## [ACTIVITY]
Transcribe exactly the line in which "let seed = SystemTime::now()" occurs, plus every line that comes after it up to the end of the entries.

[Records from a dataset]
//! Neon Breaker headless demo
//!
//! Runs an auto-playing session (the idle/demo paddle) without any
//! rendering, dispatching signals to a logging handler. Useful for watching
//! the simulation and for balance passes with a tuning file:
//!
//! ```text
//! RUST_LOG=info NEON_BREAKER_TUNING=tuning.json cargo run
//! ```

use std::time::{SystemTime, UNIX_EPOCH};

use neon_breaker::dispatch::{Dispatcher, LoggingHandler};
use neon_breaker::sim::{GamePhase, GameState, TickInput, tick};
use neon_breaker::tuning::Tuning;

/// Demo board dimensions; a real host feeds viewport sizes via `resize()`
const BOARD_WIDTH: f32 = 800.0;
const BOARD_HEIGHT: f32 = 600.0;

/// Safety stop for the demo loop (about 5 minutes at 60 fps)
const MAX_TICKS: u64 = 18_000;

fn load_tuning() -> Tuning {
    let Ok(path) = std::env::var("NEON_BREAKER_TUNING") else {
        return Tuning::default();
    };
    match std::fs::read_to_string(&path).map_err(|e| e.to_string()).and_then(|json| {
        Tuning::from_json(&json).map_err(|e| e.to_string())
    }) {
        Ok(tuning) => {
            log::info!("loaded tuning from {path}");
            tuning
        }
        Err(e) => {
            log::warn!("ignoring tuning file {path}: {e}");
            Tuning::default()
        }
    }
}

fn main() {
    env_logger::init();

    let seed = SystemTime::now()
        .duration_since(UNIX_EPOCH)
        .map(|d| d.as_nanos() as u64)
        .unwrap_or(0);
    log::info!("starting demo session with seed {seed}");

    let mut state = GameState::with_tuning(seed, BOARD_WIDTH, BOARD_HEIGHT, load_tuning());
    let mut dispatcher = Dispatcher::new();
    dispatcher.register(Box::new(LoggingHandler));

    let input = TickInput {
        idle_mode: true,
        ..Default::default()
    };

    while state.time_ticks < MAX_TICKS {
        let signals = tick(&mut state, &input);
        dispatcher.dispatch(&signals);

        match state.phase {
            GamePhase::GameOver | GamePhase::Win => break,
            _ => {}
        }
    }

    let outcome = match state.phase {
        GamePhase::Win => "cleared the board",
        GamePhase::GameOver => "ran out of lives",
        _ => "hit the demo tick limit",
    };
    println!(
        "demo over after {} ticks: {} with score {} ({} bricks left)",
        state.time_ticks,
        outcome,
        state.score,
        state.alive_bricks()
    );
}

## [EXERCISE SOLUTION]
    let seed = SystemTime::now()
        .duration_since(UNIX_EPOCH)
        .map(|d| d.as_nanos() as u64)
        .unwrap_or(0);
    log::info!("starting demo session with seed {seed}");

    let mut state = GameState::with_tuning(seed, BOARD_WIDTH, BOARD_HEIGHT, load_tuning());
    let mut dispatcher = Dispatcher::new();
    dispatcher.register(Box::new(LoggingHandler));

    let input = TickInput {
        idle_mode: true,
        ..Default::default()
    };

    while state.time_ticks < MAX_TICKS {
        let signals = tick(&mut state, &input);
        dispatcher.dispatch(&signals);

        match state.phase {
            GamePhase::GameOver | GamePhase::Win => break,
            _ => {}
        }
    }

    let outcome = match state.phase {
        GamePhase::Win => "cleared the board",
        GamePhase::GameOver => "ran out of lives",
        _ => "hit the demo tick limit",
    };
    println!(
        "demo over after {} ticks: {} with score {} ({} bricks left)",
        state.time_ticks,
        outcome,
        state.score,
        state.alive_bricks()
    );
}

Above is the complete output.